Switching from Microsoft word processing products to Google Applications comes with some trepidation. One of which is simply getting used to what Google Docs look like and how they work. This video will hopefully help alleviate some of that worry. The more you use Google Apps, the easier they become. And you’ll quickly see what added benefits a web-based word processor can give you along with some of the great additions Google has added.
Some of my favorites parts of Docs are the more recent updates. All of these new additions can be found in the “Tools” Menu. Here are three of my favorites:
First, the Document Outline is a great way to keep a document organized. If you turn it on, your document moves slightly to the right and on the left hand side, the document brings up a list of headers that it has interpreted as important moments in the document. It’s not always perfect right off the bat, but it will designate Heading 1 as the primary topic, and then Heading 2 will be a subheading of Heading 1 and so on. It will even recognize changes in text size or bold lettering. With long documents or research essays, this would be a great way for students to organize their writing.
Next, the Voice Typing tool is a fantastic addition for students who are slow typers or who want to catch a stream of consciousness. It’s built right in to the tools menu in Docs. Simply click “Tools” and “Voice typing”. That will bring up a movable pop-up that allows you to turn on and off the receiver. Just make sure you have a working microphone on your computer, or plug in an earbud/mic combo.
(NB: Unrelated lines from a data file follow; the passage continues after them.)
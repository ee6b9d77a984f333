//! Thin wrappers over the `ta` crate's streaming indicators, replayed over a
//! full candle slice to produce index-aligned series for the condition
//! context. Only ATR14 and the rolling volume average participate directly
//! in structure analysis (spec); the rest back the indicator condition
//! catalog, which treats them as an ambient collaborator library.

use crate::domain::market::candle::Candle;
use ta::indicators::{
    AverageDirectionalIndex, AverageTrueRange, ExponentialMovingAverage, MovingAverageConvergenceDivergence,
    RelativeStrengthIndex,
};
use ta::{DataItem, Next};

fn data_item(c: &Candle) -> DataItem {
    DataItem::builder()
        .open(c.open)
        .high(c.high)
        .low(c.low)
        .close(c.close)
        .volume(c.volume)
        .build()
        .expect("candle fields are already validated as a well-formed OHLCV bar")
}

/// Wilder/RMA-14 average true range, matching the EMA-smoothed True Range
/// the original implementation intends (see SPEC_FULL.md section 11).
pub fn atr14(candles: &[Candle]) -> Vec<f64> {
    atr(candles, 14)
}

pub fn atr(candles: &[Candle], period: usize) -> Vec<f64> {
    let mut indicator = AverageTrueRange::new(period).expect("ATR period is always > 0");
    candles.iter().map(|c| indicator.next(&data_item(c))).collect()
}

pub fn ema(candles: &[Candle], period: usize) -> Vec<f64> {
    let mut indicator = ExponentialMovingAverage::new(period).expect("EMA period is always > 0");
    candles.iter().map(|c| indicator.next(c.close)).collect()
}

pub fn rsi(candles: &[Candle], period: usize) -> Vec<f64> {
    let mut indicator = RelativeStrengthIndex::new(period).expect("RSI period is always > 0");
    candles.iter().map(|c| indicator.next(c.close)).collect()
}

pub fn adx(candles: &[Candle], period: usize) -> Vec<f64> {
    let mut indicator = AverageDirectionalIndex::new(period).expect("ADX period is always > 0");
    candles.iter().map(|c| indicator.next(&data_item(c))).collect()
}

/// Returns `(macd_line, signal_line)`, index-aligned to `candles`.
pub fn macd(candles: &[Candle], fast: usize, slow: usize, signal: usize) -> (Vec<f64>, Vec<f64>) {
    let mut indicator = MovingAverageConvergenceDivergence::new(fast, slow, signal).expect("MACD periods are valid");
    let mut line = Vec::with_capacity(candles.len());
    let mut sig = Vec::with_capacity(candles.len());
    for c in candles {
        let out = indicator.next(c.close);
        line.push(out.macd);
        sig.push(out.signal);
    }
    (line, sig)
}

/// Rolling average of the `period` bars strictly before each index, used by
/// the false-breakout detector's volume-spike gate. Excludes the current bar
/// so a spike is measured against prior volume, not itself.
pub fn volume_sma(candles: &[Candle], period: usize) -> Vec<f64> {
    let mut out = Vec::with_capacity(candles.len());
    let mut window_sum = 0.0;
    for i in 0..candles.len() {
        let count = i.min(period);
        out.push(if count == 0 { 0.0 } else { window_sum / count as f64 });
        window_sum += candles[i].volume;
        if i + 1 > period {
            window_sum -= candles[i - period].volume;
        }
    }
    out
}

/// Cumulative (session-less) volume-weighted average price. The `ta` crate
/// has no VWAP indicator, so this is hand-rolled the way the teacher's own
/// derived metrics (e.g. `domain/performance/calculator.rs`) compute plain
/// arithmetic directly rather than reach for an indicator crate.
pub fn vwap(candles: &[Candle]) -> Vec<f64> {
    let mut out = Vec::with_capacity(candles.len());
    let mut cum_pv = 0.0;
    let mut cum_vol = 0.0;
    for c in candles {
        let typical = (c.high + c.low + c.close) / 3.0;
        cum_pv += typical * c.volume;
        cum_vol += c.volume;
        out.push(if cum_vol > 0.0 { cum_pv / cum_vol } else { typical });
    }
    out
}
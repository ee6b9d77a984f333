use crate::domain::conditions::context::EvaluationContext;
use crate::domain::conditions::indicator::{
    AdxTrending, EmaAlignment, MacdCrossover, PriceAboveEma, PriceAboveVwap, PriceBelowEma, PriceBelowVwap, RsiLevel,
    VolumeSpikeCondition, VwapSlope,
};
use crate::domain::conditions::pattern::{
    At25FibLevel, At75FibLevel, BosOccurred, FalseBreakoutOccurred, InDowntrend, InRange, InUptrend, IsRanging,
    MsbOccurred, RetestOccurred,
};
use crate::domain::conditions::price::{
    CandleDirection, ConsecutiveCandles, PriceAbove, PriceBelow, PriceCrossedAbove, PriceCrossedBelow, PriceInRange,
    PriceNear,
};
use crate::domain::conditions::result::{EvaluationResult, Verdict};
use crate::domain::market::candle::Candle;
use std::sync::atomic::{AtomicI64, AtomicUsize, Ordering};
use std::sync::Arc;

#[derive(Debug, Clone, Copy, PartialEq, Eq)]
pub enum GroupMode {
    All,
    Any,
}

/// Mutable per-instance state for a `Sequence` condition. Cloning a
/// `Condition` always yields fresh (reset) sequence state: the design note
/// on sequence state requires that no two strategies or parallel runs ever
/// share progress.
#[derive(Debug, Default)]
pub struct SequenceState {
    current_step: AtomicUsize,
    last_step_bar: AtomicI64,
}

impl Clone for SequenceState {
    fn clone(&self) -> Self {
        SequenceState::default()
    }
}

impl SequenceState {
    fn reset(&self) {
        self.current_step.store(0, Ordering::Relaxed);
        self.last_step_bar.store(-1, Ordering::Relaxed);
    }
}

/// The closed family of predicates and combinators. Kept as a sum type
/// rather than a trait-object tree so the compiler enforces exhaustive
/// matching over the whole catalog.
#[derive(Debug, Clone)]
pub enum Condition {
    PriceAbove(PriceAbove),
    PriceBelow(PriceBelow),
    PriceNear(PriceNear),
    PriceCrossedAbove(PriceCrossedAbove),
    PriceCrossedBelow(PriceCrossedBelow),
    PriceInRange(PriceInRange),
    CandleDirection(CandleDirection),
    ConsecutiveCandles(ConsecutiveCandles),

    BosOccurred(BosOccurred),
    MsbOccurred(MsbOccurred),
    InRange(InRange),
    At75FibLevel(At75FibLevel),
    At25FibLevel(At25FibLevel),
    FalseBreakoutOccurred(FalseBreakoutOccurred),
    InUptrend(InUptrend),
    InDowntrend(InDowntrend),
    IsRanging(IsRanging),
    RetestOccurred(RetestOccurred),

    EmaAlignment(EmaAlignment),
    PriceAboveEma(PriceAboveEma),
    PriceBelowEma(PriceBelowEma),
    RsiLevel(RsiLevel),
    VwapSlope(VwapSlope),
    PriceAboveVwap(PriceAboveVwap),
    PriceBelowVwap(PriceBelowVwap),
    VolumeSpike(VolumeSpikeCondition),
    AdxTrending(AdxTrending),
    MacdCrossover(MacdCrossover),

    And(Box<Condition>, Box<Condition>),
    Or(Box<Condition>, Box<Condition>),
    Not(Box<Condition>),
    Group {
        conditions: Vec<Condition>,
        mode: GroupMode,
    },
    Sequence {
        conditions: Arc<Vec<Condition>>,
        max_bars_between: i64,
        state: SequenceState,
    },
}

impl Condition {
    pub fn and(self, other: Condition) -> Condition {
        Condition::And(Box::new(self), Box::new(other))
    }

    pub fn or(self, other: Condition) -> Condition {
        Condition::Or(Box::new(self), Box::new(other))
    }

    pub fn not(self) -> Condition {
        Condition::Not(Box::new(self))
    }

    pub fn name(&self) -> String {
        match self {
            Condition::And(a, b) => format!("({} AND {})", a.name(), b.name()),
            Condition::Or(a, b) => format!("({} OR {})", a.name(), b.name()),
            Condition::Not(c) => format!("NOT({})", c.name()),
            Condition::Group { conditions, mode } => {
                let tag = match mode {
                    GroupMode::All => "ALL",
                    GroupMode::Any => "ANY",
                };
                format!("{tag}({})", conditions.iter().map(|c| c.name()).collect::<Vec<_>>().join(", "))
            }
            Condition::Sequence { conditions, .. } => {
                format!("SEQ({})", conditions.iter().map(|c| c.name()).collect::<Vec<_>>().join(" -> "))
            }
            other => other.leaf_name(),
        }
    }

    fn leaf_name(&self) -> String {
        // Every leaf variant's struct-level `evaluate` already stamps its own
        // name into the EvaluationResult; this is only used before the first
        // evaluation (e.g. when building a Group/Sequence's composite name).
        format!("{self:?}").split(['(', ' ']).next().unwrap_or("Condition").to_string()
    }

    pub fn evaluate(&self, candles: &[Candle], ctx: &EvaluationContext) -> EvaluationResult {
        match self {
            Condition::PriceAbove(c) => c.evaluate(candles, ctx),
            Condition::PriceBelow(c) => c.evaluate(candles, ctx),
            Condition::PriceNear(c) => c.evaluate(candles, ctx),
            Condition::PriceCrossedAbove(c) => c.evaluate(candles, ctx),
            Condition::PriceCrossedBelow(c) => c.evaluate(candles, ctx),
            Condition::PriceInRange(c) => c.evaluate(candles, ctx),
            Condition::CandleDirection(c) => c.evaluate(candles, ctx),
            Condition::ConsecutiveCandles(c) => c.evaluate(candles, ctx),

            Condition::BosOccurred(c) => c.evaluate(candles, ctx),
            Condition::MsbOccurred(c) => c.evaluate(candles, ctx),
            Condition::InRange(c) => c.evaluate(candles, ctx),
            Condition::At75FibLevel(c) => c.evaluate(candles, ctx),
            Condition::At25FibLevel(c) => c.evaluate(candles, ctx),
            Condition::FalseBreakoutOccurred(c) => c.evaluate(candles, ctx),
            Condition::InUptrend(c) => c.evaluate(candles, ctx),
            Condition::InDowntrend(c) => c.evaluate(candles, ctx),
            Condition::IsRanging(c) => c.evaluate(candles, ctx),
            Condition::RetestOccurred(c) => c.evaluate(candles, ctx),

            Condition::EmaAlignment(c) => c.evaluate(candles, ctx),
            Condition::PriceAboveEma(c) => c.evaluate(candles, ctx),
            Condition::PriceBelowEma(c) => c.evaluate(candles, ctx),
            Condition::RsiLevel(c) => c.evaluate(candles, ctx),
            Condition::VwapSlope(c) => c.evaluate(candles, ctx),
            Condition::PriceAboveVwap(c) => c.evaluate(candles, ctx),
            Condition::PriceBelowVwap(c) => c.evaluate(candles, ctx),
            Condition::VolumeSpike(c) => c.evaluate(candles, ctx),
            Condition::AdxTrending(c) => c.evaluate(candles, ctx),
            Condition::MacdCrossover(c) => c.evaluate(candles, ctx),

            Condition::And(a, b) => Self::eval_and(a, b, candles, ctx),
            Condition::Or(a, b) => Self::eval_or(a, b, candles, ctx),
            Condition::Not(c) => Self::eval_not(c, candles, ctx),
            Condition::Group { conditions, mode } => Self::eval_group(conditions, *mode, candles, ctx),
            Condition::Sequence {
                conditions,
                max_bars_between,
                state,
            } => Self::eval_sequence(conditions, *max_bars_between, state, candles, ctx),
        }
    }

    fn eval_and(a: &Condition, b: &Condition, candles: &[Candle], ctx: &EvaluationContext) -> EvaluationResult {
        let ra = a.evaluate(candles, ctx);
        let rb = b.evaluate(candles, ctx);
        let name = format!("({} AND {})", ra.condition_name, rb.condition_name);
        if ra.verdict.is_false() || rb.verdict.is_false() {
            let failed = if ra.verdict.is_false() { &ra } else { &rb };
            EvaluationResult::new(Verdict::False, name, format!("failed: {}", failed.details))
        } else if ra.verdict.is_true() && rb.verdict.is_true() {
            EvaluationResult::new(Verdict::True, name, "both conditions met")
        } else {
            EvaluationResult::new(Verdict::Neutral, name, "one or more conditions neutral")
        }
    }

    fn eval_or(a: &Condition, b: &Condition, candles: &[Candle], ctx: &EvaluationContext) -> EvaluationResult {
        let ra = a.evaluate(candles, ctx);
        let rb = b.evaluate(candles, ctx);
        let name = format!("({} OR {})", ra.condition_name, rb.condition_name);
        if ra.verdict.is_true() || rb.verdict.is_true() {
            EvaluationResult::new(Verdict::True, name, "passed")
        } else if ra.verdict.is_false() && rb.verdict.is_false() {
            EvaluationResult::new(Verdict::False, name, "both conditions failed")
        } else {
            EvaluationResult::new(Verdict::Neutral, name, "neither condition met, one neutral")
        }
    }

    fn eval_not(c: &Condition, candles: &[Candle], ctx: &EvaluationContext) -> EvaluationResult {
        let r = c.evaluate(candles, ctx);
        let name = format!("NOT({})", r.condition_name);
        match r.verdict {
            Verdict::True => EvaluationResult::new(Verdict::False, name, "inverted from true"),
            Verdict::False => EvaluationResult::new(Verdict::True, name, "inverted from false"),
            Verdict::Neutral => EvaluationResult::new(Verdict::Neutral, name, "neutral unchanged"),
        }
    }

    fn eval_group(conditions: &[Condition], mode: GroupMode, candles: &[Candle], ctx: &EvaluationContext) -> EvaluationResult {
        let results: Vec<_> = conditions.iter().map(|c| c.evaluate(candles, ctx)).collect();
        let name = format!(
            "{}({})",
            if mode == GroupMode::All { "ALL" } else { "ANY" },
            results.iter().map(|r| r.condition_name.clone()).collect::<Vec<_>>().join(", ")
        );
        match mode {
            GroupMode::All => {
                if results.iter().all(|r| r.verdict.is_true()) {
                    EvaluationResult::new(Verdict::True, name, "all conditions met")
                } else if let Some(failed) = results.iter().find(|r| r.verdict.is_false()) {
                    EvaluationResult::new(Verdict::False, name, format!("failed: {}", failed.condition_name))
                } else {
                    EvaluationResult::new(Verdict::Neutral, name, "some conditions neutral")
                }
            }
            GroupMode::Any => {
                if let Some(passed) = results.iter().find(|r| r.verdict.is_true()) {
                    EvaluationResult::new(Verdict::True, name, format!("passed: {}", passed.condition_name))
                } else if results.iter().all(|r| r.verdict.is_false()) {
                    EvaluationResult::new(Verdict::False, name, "all conditions failed")
                } else {
                    EvaluationResult::new(Verdict::Neutral, name, "no condition met yet")
                }
            }
        }
    }

    fn eval_sequence(
        conditions: &[Condition],
        max_bars_between: i64,
        state: &SequenceState,
        candles: &[Candle],
        ctx: &EvaluationContext,
    ) -> EvaluationResult {
        let name = format!("SEQ({})", conditions.iter().map(|c| c.name()).collect::<Vec<_>>().join(" -> "));
        let current_bar = ctx.current_bar as i64;

        let last_step_bar = state.last_step_bar.load(Ordering::Relaxed);
        if last_step_bar >= 0 && current_bar - last_step_bar > max_bars_between {
            state.reset();
        }

        let step = state.current_step.load(Ordering::Relaxed);
        let result = conditions[step].evaluate(candles, ctx);

        if result.verdict.is_true() {
            state.last_step_bar.store(current_bar, Ordering::Relaxed);
            let next_step = step + 1;
            if next_step >= conditions.len() {
                state.reset();
                return EvaluationResult::new(Verdict::True, name, "sequence complete");
            }
            state.current_step.store(next_step, Ordering::Relaxed);
            return EvaluationResult::new(Verdict::Neutral, name, format!("step {next_step}/{} complete", conditions.len()));
        }

        EvaluationResult::new(Verdict::Neutral, name, format!("waiting for step {}", step + 1))
    }
}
It also helps to make sure that students are isolated if they’re using it so it doesn’t pick up everyone’s voices.
Finally, one of the newest integrations that Google has added to Docs is the ability to communicate easily with Google Keep (which is one of my favorite Google Tools). When you click “Keep Notepad” in the Tools menu, Docs brings up your Google Keep notes in a sidebar just to the right of your document (see image below). This will allow you to create new notes, add to current notes, and simply drag and drop notes into your document. It’s simplicity is its brilliance. In the classroom, this is a great way for students to keep research or writing ideas on the same screen as their document. They could even use Keep as a note card system during research.